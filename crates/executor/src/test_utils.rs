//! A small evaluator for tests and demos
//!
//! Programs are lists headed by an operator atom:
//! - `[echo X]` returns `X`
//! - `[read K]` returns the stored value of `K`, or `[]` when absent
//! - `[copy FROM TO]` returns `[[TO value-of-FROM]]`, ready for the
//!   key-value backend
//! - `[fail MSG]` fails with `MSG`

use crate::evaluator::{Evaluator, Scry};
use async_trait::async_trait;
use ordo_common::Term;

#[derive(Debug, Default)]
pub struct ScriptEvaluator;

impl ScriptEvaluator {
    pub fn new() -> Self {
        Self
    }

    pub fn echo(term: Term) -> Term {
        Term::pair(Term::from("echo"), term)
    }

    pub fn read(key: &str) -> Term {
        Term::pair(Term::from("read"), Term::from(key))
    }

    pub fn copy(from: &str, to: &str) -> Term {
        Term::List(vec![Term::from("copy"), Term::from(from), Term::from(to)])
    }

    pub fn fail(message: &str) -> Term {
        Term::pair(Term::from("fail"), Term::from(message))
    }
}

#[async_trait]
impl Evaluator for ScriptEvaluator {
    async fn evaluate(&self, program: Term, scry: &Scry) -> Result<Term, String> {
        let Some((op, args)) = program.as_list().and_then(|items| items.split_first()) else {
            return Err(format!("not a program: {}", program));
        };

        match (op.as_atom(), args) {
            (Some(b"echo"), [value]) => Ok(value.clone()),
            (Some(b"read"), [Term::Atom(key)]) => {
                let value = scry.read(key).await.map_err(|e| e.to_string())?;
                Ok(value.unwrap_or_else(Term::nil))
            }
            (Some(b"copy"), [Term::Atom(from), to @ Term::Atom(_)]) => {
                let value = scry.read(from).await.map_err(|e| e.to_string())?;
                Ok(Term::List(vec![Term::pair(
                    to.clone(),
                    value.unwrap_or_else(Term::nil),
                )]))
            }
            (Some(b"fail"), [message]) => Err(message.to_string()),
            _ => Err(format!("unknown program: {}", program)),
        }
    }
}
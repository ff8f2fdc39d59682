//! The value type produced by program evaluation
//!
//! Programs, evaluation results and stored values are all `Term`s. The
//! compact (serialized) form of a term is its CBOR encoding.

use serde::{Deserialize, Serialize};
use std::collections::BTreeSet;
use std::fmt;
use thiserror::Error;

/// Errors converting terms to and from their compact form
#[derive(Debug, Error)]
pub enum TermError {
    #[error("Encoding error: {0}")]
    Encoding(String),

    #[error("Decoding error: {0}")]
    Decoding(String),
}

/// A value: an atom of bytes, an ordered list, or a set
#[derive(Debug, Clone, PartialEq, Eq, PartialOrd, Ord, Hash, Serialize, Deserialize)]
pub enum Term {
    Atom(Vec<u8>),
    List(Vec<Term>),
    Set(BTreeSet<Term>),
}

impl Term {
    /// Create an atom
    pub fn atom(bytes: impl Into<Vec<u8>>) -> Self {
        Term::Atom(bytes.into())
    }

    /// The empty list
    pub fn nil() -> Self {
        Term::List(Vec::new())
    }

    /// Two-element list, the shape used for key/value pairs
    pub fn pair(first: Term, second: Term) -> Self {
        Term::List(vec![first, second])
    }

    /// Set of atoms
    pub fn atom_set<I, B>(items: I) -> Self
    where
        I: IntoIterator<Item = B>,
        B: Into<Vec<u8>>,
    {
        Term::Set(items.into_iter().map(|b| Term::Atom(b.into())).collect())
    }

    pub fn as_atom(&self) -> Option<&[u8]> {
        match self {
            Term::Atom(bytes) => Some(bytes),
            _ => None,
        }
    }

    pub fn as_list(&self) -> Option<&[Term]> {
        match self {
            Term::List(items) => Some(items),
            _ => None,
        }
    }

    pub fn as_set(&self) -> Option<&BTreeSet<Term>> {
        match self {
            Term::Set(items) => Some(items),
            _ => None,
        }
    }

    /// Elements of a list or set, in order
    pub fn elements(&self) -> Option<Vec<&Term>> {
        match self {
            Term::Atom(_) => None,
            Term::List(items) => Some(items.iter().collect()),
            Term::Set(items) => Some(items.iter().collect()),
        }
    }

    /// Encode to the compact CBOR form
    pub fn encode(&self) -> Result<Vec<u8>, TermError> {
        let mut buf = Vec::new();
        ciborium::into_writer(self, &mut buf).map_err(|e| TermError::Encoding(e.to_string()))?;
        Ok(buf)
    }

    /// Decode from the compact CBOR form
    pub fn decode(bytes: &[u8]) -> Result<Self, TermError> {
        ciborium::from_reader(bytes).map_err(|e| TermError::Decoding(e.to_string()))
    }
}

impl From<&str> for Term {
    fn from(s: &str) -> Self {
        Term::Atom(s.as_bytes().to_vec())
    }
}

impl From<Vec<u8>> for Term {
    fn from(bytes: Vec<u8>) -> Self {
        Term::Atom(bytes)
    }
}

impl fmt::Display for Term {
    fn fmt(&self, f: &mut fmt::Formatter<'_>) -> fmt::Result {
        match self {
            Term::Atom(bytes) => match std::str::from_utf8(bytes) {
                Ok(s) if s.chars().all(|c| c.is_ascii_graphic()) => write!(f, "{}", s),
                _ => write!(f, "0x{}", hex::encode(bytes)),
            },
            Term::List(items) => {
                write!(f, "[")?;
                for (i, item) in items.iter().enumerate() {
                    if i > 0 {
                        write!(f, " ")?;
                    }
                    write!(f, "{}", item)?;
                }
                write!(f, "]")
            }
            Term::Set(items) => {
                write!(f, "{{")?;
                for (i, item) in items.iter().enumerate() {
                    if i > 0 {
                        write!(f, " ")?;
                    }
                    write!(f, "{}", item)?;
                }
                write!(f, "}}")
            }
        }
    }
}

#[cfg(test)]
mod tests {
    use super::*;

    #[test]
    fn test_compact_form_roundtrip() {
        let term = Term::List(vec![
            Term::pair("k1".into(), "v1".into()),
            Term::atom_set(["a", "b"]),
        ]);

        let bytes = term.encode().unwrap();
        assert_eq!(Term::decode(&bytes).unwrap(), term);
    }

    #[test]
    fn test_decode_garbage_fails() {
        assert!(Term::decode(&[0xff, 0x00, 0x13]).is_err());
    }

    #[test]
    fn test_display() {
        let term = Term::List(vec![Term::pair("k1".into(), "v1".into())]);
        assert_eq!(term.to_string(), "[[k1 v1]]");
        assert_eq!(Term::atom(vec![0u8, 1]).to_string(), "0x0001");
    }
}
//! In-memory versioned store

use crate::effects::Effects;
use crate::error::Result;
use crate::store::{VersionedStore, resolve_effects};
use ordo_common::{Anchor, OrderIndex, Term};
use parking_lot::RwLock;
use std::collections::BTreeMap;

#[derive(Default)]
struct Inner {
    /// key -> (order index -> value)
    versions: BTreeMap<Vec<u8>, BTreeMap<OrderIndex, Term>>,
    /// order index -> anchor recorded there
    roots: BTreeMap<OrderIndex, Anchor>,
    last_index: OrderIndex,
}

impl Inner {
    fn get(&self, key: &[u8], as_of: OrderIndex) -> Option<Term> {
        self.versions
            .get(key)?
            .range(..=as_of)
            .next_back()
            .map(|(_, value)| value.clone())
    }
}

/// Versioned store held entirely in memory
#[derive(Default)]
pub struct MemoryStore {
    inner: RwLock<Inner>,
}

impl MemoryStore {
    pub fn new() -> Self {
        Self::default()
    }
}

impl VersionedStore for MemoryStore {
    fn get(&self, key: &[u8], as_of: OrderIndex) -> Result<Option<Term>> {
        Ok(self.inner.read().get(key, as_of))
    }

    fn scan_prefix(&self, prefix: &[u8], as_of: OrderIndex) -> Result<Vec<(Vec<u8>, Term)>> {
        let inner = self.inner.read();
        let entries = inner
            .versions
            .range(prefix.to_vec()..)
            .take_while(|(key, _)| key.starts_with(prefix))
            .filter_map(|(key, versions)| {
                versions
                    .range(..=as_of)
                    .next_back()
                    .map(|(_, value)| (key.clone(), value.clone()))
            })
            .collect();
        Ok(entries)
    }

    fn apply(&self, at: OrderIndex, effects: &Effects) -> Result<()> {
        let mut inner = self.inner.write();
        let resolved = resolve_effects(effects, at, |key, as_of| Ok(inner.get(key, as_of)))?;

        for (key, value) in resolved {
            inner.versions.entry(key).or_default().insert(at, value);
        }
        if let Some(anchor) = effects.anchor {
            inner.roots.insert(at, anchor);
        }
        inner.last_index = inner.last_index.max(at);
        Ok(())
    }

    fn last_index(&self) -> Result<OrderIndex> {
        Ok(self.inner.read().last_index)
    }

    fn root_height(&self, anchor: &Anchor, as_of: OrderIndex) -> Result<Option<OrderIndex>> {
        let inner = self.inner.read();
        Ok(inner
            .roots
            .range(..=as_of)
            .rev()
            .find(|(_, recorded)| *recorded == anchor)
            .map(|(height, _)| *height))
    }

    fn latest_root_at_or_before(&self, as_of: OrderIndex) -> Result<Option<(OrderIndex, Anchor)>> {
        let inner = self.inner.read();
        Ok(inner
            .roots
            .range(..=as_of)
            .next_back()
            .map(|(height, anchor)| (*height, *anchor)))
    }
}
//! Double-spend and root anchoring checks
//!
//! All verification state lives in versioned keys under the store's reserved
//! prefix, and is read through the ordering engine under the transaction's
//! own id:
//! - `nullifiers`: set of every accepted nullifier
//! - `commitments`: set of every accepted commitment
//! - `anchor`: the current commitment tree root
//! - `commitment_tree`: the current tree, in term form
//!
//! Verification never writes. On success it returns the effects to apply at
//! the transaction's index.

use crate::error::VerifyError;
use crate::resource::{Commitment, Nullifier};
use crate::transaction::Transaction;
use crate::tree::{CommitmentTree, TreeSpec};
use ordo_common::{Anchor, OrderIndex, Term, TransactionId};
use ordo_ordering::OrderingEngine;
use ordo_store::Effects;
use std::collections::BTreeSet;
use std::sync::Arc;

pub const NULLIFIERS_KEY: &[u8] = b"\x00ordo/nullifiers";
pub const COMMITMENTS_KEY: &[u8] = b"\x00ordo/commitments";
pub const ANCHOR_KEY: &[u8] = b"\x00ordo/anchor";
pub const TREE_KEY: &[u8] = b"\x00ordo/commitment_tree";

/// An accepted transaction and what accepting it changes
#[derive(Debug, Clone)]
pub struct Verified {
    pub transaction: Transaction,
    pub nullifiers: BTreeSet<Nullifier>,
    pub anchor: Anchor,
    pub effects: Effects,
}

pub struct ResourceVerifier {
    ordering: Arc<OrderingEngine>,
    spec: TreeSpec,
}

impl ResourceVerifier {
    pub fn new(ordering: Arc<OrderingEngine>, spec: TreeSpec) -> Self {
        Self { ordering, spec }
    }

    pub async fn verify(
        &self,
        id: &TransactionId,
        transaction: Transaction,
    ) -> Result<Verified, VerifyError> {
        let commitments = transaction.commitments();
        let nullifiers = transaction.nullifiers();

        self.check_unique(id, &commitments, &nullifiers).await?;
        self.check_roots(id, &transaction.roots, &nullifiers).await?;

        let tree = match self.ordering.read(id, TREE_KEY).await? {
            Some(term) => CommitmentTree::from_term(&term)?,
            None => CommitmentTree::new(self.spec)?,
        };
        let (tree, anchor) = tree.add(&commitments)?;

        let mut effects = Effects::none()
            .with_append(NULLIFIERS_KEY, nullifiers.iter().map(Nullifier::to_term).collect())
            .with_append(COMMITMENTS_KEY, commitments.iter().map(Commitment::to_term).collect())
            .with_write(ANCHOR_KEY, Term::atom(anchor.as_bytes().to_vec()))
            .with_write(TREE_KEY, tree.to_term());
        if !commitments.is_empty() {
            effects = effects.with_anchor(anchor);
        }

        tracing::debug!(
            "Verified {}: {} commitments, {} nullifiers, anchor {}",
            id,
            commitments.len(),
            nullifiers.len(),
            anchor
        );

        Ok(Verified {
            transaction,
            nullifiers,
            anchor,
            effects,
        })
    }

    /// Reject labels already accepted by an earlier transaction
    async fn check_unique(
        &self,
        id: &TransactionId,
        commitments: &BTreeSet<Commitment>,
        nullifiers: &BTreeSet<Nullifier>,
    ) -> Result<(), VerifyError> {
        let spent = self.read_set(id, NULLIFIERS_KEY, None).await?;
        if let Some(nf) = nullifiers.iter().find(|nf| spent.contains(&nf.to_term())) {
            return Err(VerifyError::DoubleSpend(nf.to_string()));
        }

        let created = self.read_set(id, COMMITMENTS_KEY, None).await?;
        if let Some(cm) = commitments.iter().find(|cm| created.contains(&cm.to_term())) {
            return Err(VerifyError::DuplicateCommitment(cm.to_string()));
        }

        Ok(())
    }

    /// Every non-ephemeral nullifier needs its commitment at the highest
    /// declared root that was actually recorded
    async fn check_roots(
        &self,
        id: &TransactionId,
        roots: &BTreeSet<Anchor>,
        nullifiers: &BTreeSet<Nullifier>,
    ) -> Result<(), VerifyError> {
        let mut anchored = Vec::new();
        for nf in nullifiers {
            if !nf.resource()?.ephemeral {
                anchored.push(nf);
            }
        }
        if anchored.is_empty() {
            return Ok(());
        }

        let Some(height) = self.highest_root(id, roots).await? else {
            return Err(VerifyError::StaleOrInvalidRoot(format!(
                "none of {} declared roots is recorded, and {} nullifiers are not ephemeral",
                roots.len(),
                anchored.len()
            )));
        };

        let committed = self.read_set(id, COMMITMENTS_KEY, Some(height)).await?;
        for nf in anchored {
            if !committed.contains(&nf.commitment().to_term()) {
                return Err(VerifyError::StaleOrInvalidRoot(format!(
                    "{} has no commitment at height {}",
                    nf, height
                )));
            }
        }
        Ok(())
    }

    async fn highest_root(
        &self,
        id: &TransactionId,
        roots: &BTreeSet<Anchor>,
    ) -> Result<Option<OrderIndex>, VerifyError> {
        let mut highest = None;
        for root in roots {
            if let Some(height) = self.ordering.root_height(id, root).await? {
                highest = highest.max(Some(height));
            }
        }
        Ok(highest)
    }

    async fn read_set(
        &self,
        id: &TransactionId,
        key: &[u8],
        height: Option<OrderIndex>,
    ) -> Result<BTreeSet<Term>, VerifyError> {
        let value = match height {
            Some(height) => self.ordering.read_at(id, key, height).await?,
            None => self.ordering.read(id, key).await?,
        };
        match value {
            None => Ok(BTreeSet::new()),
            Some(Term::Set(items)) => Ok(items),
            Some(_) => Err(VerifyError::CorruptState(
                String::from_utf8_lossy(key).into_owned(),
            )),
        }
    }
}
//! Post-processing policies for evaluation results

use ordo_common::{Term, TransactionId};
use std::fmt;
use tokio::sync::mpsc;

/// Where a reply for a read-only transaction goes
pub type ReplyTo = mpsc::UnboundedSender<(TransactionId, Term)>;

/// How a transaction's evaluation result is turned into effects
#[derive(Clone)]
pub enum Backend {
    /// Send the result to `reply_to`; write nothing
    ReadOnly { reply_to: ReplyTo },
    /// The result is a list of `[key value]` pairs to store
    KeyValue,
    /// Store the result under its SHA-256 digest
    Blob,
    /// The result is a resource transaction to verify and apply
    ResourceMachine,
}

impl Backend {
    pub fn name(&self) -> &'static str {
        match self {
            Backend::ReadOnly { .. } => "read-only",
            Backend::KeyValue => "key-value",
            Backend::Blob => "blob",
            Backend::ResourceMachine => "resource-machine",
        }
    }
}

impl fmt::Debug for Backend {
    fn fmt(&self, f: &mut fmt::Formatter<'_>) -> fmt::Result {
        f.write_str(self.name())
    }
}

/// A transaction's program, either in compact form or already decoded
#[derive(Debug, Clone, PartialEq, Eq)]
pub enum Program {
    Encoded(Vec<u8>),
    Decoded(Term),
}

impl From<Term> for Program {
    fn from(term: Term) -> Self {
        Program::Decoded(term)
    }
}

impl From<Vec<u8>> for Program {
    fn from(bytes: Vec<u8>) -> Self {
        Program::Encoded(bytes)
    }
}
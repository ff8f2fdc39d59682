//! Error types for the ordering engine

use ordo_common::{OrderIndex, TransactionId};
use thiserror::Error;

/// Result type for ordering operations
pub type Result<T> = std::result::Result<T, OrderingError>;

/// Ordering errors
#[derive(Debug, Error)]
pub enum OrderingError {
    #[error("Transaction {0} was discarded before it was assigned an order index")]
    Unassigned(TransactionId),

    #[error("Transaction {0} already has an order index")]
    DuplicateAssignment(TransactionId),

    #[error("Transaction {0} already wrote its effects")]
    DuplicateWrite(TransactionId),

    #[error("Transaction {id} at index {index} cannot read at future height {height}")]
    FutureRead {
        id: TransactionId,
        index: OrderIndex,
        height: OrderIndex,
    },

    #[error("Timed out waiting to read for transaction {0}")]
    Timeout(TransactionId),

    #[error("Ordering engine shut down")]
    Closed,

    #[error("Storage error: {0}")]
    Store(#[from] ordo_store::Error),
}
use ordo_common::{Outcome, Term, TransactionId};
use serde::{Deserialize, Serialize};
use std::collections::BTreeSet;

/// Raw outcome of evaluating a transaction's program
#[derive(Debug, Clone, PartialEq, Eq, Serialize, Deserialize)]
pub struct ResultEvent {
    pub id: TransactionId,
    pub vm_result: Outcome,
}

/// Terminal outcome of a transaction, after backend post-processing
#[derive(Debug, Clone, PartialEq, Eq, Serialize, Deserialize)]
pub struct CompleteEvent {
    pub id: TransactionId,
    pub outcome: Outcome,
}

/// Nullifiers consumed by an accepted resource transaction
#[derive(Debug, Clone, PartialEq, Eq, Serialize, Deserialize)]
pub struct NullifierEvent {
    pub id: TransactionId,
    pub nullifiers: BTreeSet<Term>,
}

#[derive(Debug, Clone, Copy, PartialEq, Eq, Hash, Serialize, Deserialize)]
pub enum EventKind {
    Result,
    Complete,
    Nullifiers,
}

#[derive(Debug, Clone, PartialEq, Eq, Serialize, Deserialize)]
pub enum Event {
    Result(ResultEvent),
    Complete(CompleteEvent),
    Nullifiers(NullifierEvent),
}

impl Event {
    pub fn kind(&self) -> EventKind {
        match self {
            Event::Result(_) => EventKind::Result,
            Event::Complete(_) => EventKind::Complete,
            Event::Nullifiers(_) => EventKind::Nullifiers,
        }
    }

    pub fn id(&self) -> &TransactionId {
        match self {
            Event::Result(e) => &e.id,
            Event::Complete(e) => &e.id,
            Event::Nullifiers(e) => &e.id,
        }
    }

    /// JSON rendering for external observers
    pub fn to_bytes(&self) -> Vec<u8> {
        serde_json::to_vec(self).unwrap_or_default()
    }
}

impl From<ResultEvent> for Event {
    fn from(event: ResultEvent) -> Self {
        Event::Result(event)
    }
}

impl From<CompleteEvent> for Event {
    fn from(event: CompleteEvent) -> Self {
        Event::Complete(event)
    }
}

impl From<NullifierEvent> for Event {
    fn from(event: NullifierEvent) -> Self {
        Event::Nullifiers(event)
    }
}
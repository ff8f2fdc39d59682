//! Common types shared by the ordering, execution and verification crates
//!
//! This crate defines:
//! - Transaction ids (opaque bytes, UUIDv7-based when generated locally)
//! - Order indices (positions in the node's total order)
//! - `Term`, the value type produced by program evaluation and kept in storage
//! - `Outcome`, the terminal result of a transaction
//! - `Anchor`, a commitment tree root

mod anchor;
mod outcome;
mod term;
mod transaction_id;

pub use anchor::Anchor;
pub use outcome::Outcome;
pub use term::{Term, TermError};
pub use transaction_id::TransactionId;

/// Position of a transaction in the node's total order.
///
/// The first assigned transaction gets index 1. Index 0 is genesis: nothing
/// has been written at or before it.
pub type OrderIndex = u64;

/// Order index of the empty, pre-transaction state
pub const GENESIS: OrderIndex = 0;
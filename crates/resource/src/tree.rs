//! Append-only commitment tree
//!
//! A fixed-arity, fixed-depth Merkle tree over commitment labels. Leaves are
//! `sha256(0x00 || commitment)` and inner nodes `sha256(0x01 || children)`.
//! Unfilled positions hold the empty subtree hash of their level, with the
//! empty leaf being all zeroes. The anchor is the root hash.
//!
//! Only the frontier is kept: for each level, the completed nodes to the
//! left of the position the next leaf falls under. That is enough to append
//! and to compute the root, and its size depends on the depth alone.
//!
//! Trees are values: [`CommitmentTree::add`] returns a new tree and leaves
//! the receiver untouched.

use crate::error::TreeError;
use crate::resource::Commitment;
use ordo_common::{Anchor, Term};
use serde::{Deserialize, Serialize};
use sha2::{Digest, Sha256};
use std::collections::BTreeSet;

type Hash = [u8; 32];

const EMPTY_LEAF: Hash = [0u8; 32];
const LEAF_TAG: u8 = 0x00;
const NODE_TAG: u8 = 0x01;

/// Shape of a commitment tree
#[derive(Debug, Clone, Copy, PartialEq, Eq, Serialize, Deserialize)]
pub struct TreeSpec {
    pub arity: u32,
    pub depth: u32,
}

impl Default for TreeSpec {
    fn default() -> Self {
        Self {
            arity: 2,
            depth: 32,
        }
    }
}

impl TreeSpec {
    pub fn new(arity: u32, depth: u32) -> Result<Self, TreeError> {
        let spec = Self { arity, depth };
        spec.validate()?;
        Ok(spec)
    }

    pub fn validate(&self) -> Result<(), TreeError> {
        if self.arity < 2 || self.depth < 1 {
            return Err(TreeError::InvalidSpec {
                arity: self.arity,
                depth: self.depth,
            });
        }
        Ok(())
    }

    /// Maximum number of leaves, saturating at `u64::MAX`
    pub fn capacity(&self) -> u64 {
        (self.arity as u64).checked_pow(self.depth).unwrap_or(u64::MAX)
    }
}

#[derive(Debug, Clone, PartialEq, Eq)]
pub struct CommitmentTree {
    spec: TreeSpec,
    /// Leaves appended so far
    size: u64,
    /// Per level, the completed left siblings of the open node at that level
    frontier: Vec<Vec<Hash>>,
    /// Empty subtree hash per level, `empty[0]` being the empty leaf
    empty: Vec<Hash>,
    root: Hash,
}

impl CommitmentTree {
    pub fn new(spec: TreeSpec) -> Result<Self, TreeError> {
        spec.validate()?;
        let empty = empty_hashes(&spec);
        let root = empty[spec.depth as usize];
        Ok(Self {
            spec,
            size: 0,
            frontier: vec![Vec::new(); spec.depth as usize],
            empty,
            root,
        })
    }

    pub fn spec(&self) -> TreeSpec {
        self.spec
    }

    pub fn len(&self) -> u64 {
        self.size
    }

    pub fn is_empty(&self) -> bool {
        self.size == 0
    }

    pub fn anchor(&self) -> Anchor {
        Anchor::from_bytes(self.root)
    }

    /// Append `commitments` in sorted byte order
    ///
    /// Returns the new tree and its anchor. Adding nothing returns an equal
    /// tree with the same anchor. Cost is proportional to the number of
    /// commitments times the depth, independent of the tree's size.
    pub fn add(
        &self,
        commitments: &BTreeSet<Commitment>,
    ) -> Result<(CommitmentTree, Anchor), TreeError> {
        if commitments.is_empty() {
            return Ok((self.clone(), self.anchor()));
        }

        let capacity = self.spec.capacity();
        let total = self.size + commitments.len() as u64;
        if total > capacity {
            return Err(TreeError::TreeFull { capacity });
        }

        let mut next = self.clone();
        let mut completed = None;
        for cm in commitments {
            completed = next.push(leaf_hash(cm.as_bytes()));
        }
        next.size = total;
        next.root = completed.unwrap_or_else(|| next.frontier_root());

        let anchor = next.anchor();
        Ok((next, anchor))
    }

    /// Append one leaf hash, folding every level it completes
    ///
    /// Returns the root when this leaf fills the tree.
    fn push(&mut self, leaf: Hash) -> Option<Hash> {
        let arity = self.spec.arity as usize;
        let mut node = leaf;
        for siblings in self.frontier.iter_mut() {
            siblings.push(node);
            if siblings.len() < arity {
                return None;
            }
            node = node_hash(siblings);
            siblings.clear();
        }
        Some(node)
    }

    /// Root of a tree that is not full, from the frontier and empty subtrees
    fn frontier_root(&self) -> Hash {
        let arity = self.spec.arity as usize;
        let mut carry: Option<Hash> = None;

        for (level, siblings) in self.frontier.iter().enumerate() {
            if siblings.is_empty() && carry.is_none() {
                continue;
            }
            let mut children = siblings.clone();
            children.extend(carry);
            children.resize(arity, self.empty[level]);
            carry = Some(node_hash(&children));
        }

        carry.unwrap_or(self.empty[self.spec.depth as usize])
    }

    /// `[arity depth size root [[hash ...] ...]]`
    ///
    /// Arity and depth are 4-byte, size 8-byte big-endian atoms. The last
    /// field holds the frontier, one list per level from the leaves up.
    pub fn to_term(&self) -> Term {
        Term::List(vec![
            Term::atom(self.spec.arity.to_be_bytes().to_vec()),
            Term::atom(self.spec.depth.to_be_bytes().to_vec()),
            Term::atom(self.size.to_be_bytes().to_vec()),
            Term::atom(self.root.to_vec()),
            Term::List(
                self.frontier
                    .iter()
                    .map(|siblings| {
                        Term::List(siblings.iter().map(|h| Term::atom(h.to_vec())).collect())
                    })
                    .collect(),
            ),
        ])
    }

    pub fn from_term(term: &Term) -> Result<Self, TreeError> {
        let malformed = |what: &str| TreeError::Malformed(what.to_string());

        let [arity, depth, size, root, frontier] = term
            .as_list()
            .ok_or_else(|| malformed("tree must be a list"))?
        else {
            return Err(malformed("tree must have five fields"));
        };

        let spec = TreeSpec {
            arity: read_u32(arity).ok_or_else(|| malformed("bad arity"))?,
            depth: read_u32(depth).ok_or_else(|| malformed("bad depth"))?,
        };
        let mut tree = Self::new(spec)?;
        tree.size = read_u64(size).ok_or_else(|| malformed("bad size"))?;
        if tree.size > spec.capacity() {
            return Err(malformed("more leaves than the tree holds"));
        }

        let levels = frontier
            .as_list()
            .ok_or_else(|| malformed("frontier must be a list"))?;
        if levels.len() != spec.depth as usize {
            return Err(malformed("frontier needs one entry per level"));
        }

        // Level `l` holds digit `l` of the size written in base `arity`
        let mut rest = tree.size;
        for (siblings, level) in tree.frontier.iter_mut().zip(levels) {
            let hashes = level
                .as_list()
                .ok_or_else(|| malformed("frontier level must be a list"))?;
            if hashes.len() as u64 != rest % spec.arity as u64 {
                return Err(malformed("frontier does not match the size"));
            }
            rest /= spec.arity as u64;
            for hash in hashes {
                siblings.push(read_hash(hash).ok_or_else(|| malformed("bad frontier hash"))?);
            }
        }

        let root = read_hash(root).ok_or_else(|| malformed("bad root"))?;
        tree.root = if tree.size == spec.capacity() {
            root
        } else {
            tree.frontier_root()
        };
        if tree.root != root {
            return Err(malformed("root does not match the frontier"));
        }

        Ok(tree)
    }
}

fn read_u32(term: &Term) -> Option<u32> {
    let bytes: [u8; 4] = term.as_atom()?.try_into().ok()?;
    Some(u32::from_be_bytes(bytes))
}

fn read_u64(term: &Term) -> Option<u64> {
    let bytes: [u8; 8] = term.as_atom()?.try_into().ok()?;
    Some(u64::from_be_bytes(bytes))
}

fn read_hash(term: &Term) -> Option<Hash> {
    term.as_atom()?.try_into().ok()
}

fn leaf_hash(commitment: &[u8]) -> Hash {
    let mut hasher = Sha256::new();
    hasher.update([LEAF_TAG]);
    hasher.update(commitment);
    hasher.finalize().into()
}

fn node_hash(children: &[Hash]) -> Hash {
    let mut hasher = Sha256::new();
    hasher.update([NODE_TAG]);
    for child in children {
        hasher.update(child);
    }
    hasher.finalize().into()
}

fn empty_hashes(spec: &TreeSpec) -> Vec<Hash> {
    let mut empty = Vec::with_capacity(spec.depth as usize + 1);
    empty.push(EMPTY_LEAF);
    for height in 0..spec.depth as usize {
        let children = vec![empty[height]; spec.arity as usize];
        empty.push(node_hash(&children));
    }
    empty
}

- - -

Wherever the word "positions" appears in the listing, copy the line that holds it.

[Written reply]
//! - Order indices (positions in the node's total order)
//! Unfilled positions hold the empty subtree hash of their level, with the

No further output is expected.